Q1: Does a low ARWU collaboration score mean an institution has poor international partnerships?

No. A low collaboration score under ARWU’s current methodology often reflects institutional size and disciplinary focus rather than partnership quality. For example, an institution with 20,000 annual publications requires over 4,000 international co-authorships to achieve a 20% IC ratio, while a 1,000-publication institution needs only 200. Field composition also matters: engineering-focused universities have inherently lower international co-authorship rates (15-20%) than biomedical-focused ones (35-45%). A 2022 study found that controlling for size and field changes collaboration scores for 62% of institutions by more than 10 percentage points. Prospective students should consult supplementary metrics like the Leiden Ranking’s “Collaboration Impact” indicator (which normalizes for citation impact) or the CWTS’s “International Co-authorship Intensity” for a more accurate picture.

Q2: How often does ARWU update its collaboration methodology?

The Shanghai Ranking Consultancy has not substantially revised its collaboration methodology since 2015, despite significant changes in global research collaboration patterns. The current formula—20% weight split equally between International Collaboration (IC) and International Joint Publications (IJP)—has remained unchanged for eight years. By comparison, the Times Higher Education World University Rankings updated its “International Outlook” methodology in 2020 to include staff and student mobility data, and the QS World University Rankings introduced an “International Research Network” indicator in 2022. The OECD’s 2023 “Science, Technology and Innovation Scoreboard” recommends that ranking bodies review collaboration metrics every three years to account for shifts in funding patterns, mobility trends, and data coverage. ARWU has not announced any planned methodology updates for the 2024 or 2025 editions.

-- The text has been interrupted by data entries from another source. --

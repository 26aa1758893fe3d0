//! Google Cloud Text-to-Speech client for the tts-generator workspace
//!
//! Provides:
//! - A `SpeechSynthesizer` trait with a REST implementation for Google
//! - Ambient credential resolution (API key, access token, gcloud ADC)
//! - A scriptable mock for tests

pub mod config;
pub mod credentials;
pub mod error;
pub mod provider;
pub mod providers;
pub mod voice;

pub use config::Config;
pub use credentials::Credential;
pub use error::{Result, TtsError};
pub use provider::{SpeechSynthesizer, SynthesisRequest, SynthesisResponse};
pub use providers::{GoogleTtsProvider, MockSynthesizer, get_synthesizer};
pub use voice::{DEFAULT_VOICE, PRESET_VOICES, VoiceConfig, is_preset_voice};
use serde::{Deserialize, Serialize};
use std::path::{Path, PathBuf};

use crate::error::{Result, TtsError};

/// Public endpoint of the Google Cloud Text-to-Speech REST API
pub const DEFAULT_BASE_URL: &str = "https://texttospeech.googleapis.com";

/// Client configuration: endpoint and credential overrides
#[derive(Debug, Clone, Default, Serialize, Deserialize)]
pub struct Config {
    /// API key (optional, GOOGLE_API_KEY is used otherwise)
    #[serde(default, skip_serializing_if = "Option::is_none")]
    pub api_key: Option<String>,

    /// Pre-minted OAuth access token (optional, GOOGLE_OAUTH_ACCESS_TOKEN is used otherwise)
    #[serde(default, skip_serializing_if = "Option::is_none")]
    pub access_token: Option<String>,

    /// Project billed for requests made with user credentials
    #[serde(default, skip_serializing_if = "Option::is_none")]
    pub quota_project: Option<String>,

    /// Custom base URL (proxies, tests)
    #[serde(default, skip_serializing_if = "Option::is_none")]
    pub base_url: Option<String>,

    /// Path to the gcloud binary used for Application Default Credentials
    #[serde(default, skip_serializing_if = "Option::is_none")]
    pub gcloud_path: Option<PathBuf>,
}

impl Config {
    /// Load configuration from the default location
    pub fn load() -> Result<Self> {
        Self::load_from(&Self::config_path()?)
    }

    /// Load configuration from `path`, returning defaults if it doesn't exist
    pub fn load_from(path: &Path) -> Result<Self> {
        if !path.exists() {
            return Ok(Self::default());
        }

        let content = std::fs::read_to_string(path)?;
        let config: Config = toml::from_str(&content)?;
        Ok(config)
    }

    /// Save configuration to the default location
    pub fn save(&self) -> Result<()> {
        self.save_to(&Self::config_path()?)
    }

    /// Save configuration to `path`, creating parent directories
    pub fn save_to(&self, path: &Path) -> Result<()> {
        if let Some(parent) = path.parent() {
            std::fs::create_dir_all(parent)?;
        }

        let content = toml::to_string_pretty(self)?;
        std::fs::write(path, content)?;
        Ok(())
    }

    /// Get the configuration file path
    pub fn config_path() -> Result<PathBuf> {
        let home =
            std::env::var("HOME").map_err(|_| TtsError::ConfigError("HOME not set".into()))?;
        Ok(PathBuf::from(home).join(".config/cli-programs/google-tts.toml"))
    }

    /// Base URL with any trailing slash removed
    pub fn base_url(&self) -> &str {
        self.base_url
            .as_deref()
            .unwrap_or(DEFAULT_BASE_URL)
            .trim_end_matches('/')
    }
}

Q3: What are the best alternatives to ARWU for measuring research collaboration?

Three ranking systems offer more nuanced collaboration metrics than ARWU. The Leiden Ranking (CWTS, 2023 edition) provides a “Collaboration Impact” indicator that normalizes for field and citation impact, covering 1,300 universities with data from 2018-2021. The Times Higher Education World University Rankings (2024 edition) includes an “International Outlook” indicator (weighted at 7.5%) that combines international co-authorship, international staff ratio, and international student ratio. The SCImago Institutions Rankings (2023 edition) offers an “International Collaboration” indicator that adjusts for document count and provides field-specific breakdowns. For institutional-level analysis, the U-Multirank system (2023 edition) allows users to customize weights for collaboration indicators across 30+ dimensions, offering the most transparent methodology. Each alternative addresses at least one of ARWU’s methodological gaps: size normalization, field-weighting, or temporal currency.

References

OECD. 2023. “Science, Technology and Innovation Scoreboard.” Directorate for Science, Technology and Innovation.
Leiden University, Centre for Science and Technology Studies (CWTS). 2022. “Leiden Ranking Technical Report: Collaboration Indicators.”
National Institute of Science and Technology Policy (NISTEP), Japan. 2021. “Japanese Universities’ International Research Collaboration Patterns.”
European Commission, Joint Research Centre (JRC). 2023. “Global University Rankings: Indicator Redundancy and Methodological Gaps.”
Shanghai Ranking Consultancy. 2023. “Academic Ranking of World Universities Methodology Document.”